_TRY IT_: Report back every line below that carries the word "HeartbeatEngine".

[SOURCE INFORMATION Boundary: Start]

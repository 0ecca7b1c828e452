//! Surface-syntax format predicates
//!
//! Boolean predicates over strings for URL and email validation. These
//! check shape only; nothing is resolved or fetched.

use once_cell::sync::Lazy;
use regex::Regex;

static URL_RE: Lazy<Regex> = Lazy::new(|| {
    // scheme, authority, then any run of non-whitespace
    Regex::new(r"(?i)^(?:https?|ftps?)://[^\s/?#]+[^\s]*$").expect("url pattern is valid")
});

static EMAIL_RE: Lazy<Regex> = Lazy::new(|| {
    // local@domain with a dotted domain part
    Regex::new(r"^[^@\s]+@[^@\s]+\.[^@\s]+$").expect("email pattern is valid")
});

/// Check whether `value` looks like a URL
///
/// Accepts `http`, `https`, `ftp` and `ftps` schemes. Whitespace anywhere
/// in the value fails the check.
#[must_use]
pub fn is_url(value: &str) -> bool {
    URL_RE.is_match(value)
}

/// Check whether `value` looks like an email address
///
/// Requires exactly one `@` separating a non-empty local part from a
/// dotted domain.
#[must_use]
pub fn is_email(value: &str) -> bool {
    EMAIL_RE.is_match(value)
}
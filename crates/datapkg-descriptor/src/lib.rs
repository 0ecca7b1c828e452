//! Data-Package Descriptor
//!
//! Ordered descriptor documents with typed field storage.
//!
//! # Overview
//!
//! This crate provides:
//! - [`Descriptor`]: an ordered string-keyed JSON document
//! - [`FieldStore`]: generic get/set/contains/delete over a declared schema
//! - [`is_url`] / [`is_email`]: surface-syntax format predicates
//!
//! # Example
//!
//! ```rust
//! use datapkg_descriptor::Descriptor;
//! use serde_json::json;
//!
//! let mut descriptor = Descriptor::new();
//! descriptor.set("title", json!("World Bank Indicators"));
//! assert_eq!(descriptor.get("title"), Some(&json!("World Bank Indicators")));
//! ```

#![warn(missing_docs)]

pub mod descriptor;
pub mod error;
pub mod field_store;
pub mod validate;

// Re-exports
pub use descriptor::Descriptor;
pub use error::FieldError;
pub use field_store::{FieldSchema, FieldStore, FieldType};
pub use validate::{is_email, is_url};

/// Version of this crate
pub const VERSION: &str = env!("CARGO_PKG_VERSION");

[SOURCE INFORMATION Boundary: End]
[SOURCE INFORMATION Boundary: Start]

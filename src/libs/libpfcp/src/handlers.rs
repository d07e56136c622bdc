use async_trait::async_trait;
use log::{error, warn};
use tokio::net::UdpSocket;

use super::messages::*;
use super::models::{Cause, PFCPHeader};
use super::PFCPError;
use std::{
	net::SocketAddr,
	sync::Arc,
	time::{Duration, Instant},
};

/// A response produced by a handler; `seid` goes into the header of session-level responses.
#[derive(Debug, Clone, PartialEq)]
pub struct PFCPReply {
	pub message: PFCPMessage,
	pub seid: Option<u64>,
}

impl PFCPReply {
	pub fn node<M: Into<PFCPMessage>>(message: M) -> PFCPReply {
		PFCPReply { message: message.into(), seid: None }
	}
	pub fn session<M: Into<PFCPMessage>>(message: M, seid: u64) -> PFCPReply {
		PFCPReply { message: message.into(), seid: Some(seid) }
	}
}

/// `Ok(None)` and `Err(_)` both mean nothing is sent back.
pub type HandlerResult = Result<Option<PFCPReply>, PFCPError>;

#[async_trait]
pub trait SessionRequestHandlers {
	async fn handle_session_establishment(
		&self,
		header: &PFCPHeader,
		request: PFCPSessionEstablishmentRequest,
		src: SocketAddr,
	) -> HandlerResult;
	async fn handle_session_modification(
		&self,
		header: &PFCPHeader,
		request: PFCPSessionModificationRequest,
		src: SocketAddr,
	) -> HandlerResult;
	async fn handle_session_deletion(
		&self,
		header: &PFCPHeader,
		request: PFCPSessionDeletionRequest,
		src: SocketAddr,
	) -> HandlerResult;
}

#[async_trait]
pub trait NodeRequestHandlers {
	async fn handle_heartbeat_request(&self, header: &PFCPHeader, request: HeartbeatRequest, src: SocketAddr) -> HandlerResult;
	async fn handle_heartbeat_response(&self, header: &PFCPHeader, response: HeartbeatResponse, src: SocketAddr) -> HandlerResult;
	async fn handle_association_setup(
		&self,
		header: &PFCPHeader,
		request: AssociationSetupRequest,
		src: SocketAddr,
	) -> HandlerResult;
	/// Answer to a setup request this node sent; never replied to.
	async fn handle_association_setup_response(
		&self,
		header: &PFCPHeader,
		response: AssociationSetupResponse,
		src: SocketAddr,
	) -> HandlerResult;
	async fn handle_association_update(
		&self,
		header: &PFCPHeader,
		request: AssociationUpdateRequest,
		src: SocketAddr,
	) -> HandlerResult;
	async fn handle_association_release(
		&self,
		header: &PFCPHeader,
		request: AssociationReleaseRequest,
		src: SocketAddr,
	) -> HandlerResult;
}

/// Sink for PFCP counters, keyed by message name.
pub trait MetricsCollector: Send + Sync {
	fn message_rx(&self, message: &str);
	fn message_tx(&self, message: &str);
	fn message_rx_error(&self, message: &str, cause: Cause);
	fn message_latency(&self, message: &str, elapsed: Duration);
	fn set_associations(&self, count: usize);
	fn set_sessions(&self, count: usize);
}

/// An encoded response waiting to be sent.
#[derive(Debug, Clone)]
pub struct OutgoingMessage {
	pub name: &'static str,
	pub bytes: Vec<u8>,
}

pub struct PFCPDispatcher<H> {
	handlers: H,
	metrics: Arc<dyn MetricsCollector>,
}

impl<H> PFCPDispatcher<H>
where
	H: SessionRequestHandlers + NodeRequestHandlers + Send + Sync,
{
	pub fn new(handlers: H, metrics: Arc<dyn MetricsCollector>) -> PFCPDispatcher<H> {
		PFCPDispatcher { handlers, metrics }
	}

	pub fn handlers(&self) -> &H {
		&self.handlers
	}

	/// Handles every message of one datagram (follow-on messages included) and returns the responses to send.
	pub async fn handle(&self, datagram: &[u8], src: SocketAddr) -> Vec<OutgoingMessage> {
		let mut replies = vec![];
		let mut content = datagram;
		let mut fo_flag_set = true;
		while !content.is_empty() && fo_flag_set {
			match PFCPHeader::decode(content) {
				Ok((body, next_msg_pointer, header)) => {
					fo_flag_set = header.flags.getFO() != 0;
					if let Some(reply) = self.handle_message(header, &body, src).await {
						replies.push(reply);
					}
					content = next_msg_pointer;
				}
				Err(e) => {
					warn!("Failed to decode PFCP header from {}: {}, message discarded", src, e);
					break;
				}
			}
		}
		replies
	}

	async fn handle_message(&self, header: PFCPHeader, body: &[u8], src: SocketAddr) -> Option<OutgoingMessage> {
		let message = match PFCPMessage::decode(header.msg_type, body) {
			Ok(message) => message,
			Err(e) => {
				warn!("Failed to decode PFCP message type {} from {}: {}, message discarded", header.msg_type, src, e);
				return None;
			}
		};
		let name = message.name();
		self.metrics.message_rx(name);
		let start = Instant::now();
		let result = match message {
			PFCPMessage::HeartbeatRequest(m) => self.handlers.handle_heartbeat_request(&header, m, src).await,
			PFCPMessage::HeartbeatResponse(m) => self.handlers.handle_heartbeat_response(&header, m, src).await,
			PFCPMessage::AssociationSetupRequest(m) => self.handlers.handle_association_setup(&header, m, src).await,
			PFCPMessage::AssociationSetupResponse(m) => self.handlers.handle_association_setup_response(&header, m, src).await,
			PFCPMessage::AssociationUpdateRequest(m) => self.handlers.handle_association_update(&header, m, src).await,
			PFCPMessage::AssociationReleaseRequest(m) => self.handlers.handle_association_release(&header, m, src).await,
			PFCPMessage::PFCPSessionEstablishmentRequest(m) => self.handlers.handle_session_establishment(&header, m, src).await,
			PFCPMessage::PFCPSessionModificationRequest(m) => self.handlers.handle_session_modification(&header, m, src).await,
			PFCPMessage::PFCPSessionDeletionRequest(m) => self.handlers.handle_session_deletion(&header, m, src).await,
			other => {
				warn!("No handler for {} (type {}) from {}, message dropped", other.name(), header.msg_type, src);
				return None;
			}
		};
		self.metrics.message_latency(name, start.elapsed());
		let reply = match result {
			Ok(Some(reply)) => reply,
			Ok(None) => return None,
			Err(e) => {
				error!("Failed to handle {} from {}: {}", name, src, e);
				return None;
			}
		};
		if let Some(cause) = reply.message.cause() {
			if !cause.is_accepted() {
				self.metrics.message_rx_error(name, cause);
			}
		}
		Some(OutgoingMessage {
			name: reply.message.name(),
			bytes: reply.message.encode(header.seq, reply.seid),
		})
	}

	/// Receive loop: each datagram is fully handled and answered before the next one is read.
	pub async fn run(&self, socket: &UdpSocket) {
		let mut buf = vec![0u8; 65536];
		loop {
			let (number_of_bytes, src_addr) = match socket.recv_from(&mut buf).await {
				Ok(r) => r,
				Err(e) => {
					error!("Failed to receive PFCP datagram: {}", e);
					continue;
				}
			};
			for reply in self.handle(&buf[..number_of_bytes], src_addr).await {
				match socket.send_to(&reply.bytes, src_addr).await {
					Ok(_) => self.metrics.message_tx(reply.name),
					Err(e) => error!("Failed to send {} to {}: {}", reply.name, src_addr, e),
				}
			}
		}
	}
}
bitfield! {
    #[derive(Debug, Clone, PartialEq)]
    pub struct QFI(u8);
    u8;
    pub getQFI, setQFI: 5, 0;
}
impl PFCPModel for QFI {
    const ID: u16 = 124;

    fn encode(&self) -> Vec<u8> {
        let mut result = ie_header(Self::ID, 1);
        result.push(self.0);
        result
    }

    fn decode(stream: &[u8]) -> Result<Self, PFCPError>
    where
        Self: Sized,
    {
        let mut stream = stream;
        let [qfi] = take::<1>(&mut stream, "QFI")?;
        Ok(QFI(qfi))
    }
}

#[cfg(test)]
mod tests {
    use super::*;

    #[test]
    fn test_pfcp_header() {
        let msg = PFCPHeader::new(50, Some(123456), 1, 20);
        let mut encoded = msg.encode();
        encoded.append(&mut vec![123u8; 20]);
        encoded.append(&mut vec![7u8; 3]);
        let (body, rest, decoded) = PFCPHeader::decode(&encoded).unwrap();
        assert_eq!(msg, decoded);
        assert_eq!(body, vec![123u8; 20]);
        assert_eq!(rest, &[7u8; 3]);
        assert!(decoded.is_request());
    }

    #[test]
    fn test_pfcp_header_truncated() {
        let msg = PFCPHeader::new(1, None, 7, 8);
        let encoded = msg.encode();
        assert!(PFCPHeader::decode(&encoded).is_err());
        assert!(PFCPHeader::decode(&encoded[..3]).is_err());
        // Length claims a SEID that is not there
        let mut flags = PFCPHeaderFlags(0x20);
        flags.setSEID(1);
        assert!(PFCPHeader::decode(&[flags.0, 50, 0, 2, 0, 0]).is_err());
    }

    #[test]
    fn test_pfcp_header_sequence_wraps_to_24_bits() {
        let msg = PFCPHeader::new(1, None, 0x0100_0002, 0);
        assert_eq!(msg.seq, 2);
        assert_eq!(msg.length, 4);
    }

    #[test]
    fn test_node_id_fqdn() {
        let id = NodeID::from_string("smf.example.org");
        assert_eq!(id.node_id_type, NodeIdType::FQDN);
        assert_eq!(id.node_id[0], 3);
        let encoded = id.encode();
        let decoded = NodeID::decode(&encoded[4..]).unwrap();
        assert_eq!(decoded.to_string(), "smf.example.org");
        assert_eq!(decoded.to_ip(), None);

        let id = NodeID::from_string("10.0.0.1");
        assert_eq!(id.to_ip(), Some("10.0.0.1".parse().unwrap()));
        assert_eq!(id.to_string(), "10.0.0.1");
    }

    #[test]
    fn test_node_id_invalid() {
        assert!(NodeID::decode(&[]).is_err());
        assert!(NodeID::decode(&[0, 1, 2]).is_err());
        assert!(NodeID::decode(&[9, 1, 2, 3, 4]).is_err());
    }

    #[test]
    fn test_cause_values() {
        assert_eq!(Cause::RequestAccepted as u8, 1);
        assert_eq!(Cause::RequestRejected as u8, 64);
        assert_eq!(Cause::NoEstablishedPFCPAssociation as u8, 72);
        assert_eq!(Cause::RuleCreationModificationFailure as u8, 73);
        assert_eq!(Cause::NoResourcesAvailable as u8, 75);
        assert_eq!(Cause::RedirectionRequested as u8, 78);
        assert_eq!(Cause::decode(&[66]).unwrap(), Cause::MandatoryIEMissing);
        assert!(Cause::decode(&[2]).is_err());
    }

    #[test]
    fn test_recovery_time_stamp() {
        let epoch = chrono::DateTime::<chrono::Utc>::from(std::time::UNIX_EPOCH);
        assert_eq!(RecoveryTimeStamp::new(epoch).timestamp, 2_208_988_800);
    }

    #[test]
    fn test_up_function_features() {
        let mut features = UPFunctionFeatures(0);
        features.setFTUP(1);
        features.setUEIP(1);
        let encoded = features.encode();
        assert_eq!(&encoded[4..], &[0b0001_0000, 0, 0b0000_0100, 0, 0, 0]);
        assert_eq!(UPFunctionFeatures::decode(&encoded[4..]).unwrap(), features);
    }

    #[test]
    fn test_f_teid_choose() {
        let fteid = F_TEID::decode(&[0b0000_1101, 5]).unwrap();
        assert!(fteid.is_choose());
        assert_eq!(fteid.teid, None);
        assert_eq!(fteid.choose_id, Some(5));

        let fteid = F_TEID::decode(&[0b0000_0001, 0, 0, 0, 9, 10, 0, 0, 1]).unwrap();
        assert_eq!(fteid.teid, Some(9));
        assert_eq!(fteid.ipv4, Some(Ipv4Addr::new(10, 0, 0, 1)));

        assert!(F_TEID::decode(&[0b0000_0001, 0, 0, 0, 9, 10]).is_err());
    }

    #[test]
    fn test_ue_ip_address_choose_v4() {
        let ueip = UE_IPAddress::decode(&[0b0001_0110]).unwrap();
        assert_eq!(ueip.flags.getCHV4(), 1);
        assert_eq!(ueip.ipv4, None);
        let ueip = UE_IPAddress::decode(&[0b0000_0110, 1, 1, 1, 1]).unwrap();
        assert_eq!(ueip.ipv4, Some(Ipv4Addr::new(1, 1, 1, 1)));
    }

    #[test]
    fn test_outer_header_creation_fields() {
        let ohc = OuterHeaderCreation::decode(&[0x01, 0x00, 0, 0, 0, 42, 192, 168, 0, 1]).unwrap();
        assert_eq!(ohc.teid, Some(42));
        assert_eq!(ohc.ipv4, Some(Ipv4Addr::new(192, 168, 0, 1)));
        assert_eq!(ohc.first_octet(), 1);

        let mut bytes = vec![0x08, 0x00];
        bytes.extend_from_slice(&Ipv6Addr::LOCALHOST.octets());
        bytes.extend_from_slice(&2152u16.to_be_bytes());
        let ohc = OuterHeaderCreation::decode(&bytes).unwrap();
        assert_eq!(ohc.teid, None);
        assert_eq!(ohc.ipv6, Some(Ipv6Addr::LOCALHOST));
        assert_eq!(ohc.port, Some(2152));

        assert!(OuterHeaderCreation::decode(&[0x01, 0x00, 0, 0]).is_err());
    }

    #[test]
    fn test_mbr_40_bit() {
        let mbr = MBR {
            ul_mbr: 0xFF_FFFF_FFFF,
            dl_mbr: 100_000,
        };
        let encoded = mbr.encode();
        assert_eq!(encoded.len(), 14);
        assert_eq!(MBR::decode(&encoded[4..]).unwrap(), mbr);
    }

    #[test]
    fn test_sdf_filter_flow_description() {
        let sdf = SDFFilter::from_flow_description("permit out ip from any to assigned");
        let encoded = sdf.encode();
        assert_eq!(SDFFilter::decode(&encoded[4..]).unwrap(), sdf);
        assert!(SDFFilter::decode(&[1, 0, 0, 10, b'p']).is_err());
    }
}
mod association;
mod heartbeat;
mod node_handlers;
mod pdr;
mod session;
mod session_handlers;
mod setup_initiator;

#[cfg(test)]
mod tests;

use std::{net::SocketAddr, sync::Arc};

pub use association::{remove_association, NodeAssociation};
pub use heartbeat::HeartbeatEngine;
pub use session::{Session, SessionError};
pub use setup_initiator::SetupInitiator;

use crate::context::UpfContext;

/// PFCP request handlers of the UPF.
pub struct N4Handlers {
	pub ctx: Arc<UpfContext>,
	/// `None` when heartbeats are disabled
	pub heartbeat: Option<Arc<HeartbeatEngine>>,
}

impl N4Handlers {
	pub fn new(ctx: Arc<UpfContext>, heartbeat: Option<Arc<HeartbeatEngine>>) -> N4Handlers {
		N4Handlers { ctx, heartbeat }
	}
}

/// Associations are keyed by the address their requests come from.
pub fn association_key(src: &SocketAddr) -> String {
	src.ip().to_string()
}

[SOURCE INFORMATION Boundary: End]
[SOURCE INFORMATION Boundary: Start]

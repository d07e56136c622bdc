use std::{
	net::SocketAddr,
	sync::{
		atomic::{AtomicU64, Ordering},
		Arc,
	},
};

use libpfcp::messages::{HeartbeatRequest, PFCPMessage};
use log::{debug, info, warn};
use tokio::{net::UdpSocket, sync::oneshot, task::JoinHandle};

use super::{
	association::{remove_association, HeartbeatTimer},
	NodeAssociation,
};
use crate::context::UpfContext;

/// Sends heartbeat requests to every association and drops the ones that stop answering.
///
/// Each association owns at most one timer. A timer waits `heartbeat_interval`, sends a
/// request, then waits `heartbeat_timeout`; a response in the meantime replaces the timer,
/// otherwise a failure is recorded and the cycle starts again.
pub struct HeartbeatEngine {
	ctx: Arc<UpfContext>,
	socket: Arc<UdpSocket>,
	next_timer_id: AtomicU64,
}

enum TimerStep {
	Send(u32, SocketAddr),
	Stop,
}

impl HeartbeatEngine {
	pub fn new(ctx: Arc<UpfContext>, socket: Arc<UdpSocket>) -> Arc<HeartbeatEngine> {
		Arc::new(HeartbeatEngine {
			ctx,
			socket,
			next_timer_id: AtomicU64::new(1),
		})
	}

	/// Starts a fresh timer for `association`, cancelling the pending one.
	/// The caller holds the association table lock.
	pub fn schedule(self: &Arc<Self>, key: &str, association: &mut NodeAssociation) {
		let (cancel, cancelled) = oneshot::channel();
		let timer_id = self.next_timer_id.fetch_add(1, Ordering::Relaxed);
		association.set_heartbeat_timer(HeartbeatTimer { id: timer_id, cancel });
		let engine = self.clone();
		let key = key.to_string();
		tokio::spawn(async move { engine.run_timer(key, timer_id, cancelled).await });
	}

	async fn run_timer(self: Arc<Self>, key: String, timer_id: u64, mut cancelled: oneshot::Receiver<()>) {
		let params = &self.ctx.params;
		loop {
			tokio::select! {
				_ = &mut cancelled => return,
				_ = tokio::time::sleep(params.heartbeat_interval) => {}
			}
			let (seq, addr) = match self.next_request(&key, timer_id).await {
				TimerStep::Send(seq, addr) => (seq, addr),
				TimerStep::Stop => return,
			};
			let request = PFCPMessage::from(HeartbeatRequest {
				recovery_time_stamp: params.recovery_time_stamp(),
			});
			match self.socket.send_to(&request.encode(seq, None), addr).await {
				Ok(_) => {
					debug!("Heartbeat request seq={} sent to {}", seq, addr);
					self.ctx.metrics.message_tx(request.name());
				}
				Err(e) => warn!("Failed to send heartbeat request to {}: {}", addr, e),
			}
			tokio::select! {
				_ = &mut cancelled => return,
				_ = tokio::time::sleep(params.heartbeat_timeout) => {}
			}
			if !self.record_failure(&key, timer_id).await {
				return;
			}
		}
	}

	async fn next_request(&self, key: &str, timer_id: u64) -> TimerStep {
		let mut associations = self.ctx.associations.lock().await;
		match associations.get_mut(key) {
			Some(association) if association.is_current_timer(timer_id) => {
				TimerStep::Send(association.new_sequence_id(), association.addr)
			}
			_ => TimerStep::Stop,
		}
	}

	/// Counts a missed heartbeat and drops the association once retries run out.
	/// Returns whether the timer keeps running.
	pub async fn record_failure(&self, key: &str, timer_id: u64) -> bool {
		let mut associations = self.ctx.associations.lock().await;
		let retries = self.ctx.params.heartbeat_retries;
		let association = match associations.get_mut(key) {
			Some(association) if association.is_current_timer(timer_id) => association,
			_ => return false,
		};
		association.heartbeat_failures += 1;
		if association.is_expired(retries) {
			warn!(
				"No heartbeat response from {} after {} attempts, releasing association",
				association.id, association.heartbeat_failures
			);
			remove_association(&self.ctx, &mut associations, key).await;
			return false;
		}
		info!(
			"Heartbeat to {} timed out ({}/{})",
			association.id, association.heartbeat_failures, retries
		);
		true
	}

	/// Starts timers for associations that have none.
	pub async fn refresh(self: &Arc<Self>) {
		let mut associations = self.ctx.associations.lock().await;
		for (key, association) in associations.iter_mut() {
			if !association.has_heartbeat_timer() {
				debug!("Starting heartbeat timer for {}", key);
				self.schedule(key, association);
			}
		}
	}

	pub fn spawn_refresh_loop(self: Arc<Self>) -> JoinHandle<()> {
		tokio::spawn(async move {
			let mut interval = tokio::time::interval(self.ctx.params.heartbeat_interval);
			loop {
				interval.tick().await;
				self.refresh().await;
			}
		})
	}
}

[SOURCE INFORMATION Boundary: End]

_ANSWER_:
pub use heartbeat::HeartbeatEngine;
	pub heartbeat: Option<Arc<HeartbeatEngine>>,
	pub fn new(ctx: Arc<UpfContext>, heartbeat: Option<Arc<HeartbeatEngine>>) -> N4Handlers {
pub struct HeartbeatEngine {
impl HeartbeatEngine {
	pub fn new(ctx: Arc<UpfContext>, socket: Arc<UdpSocket>) -> Arc<HeartbeatEngine> {
		Arc::new(HeartbeatEngine {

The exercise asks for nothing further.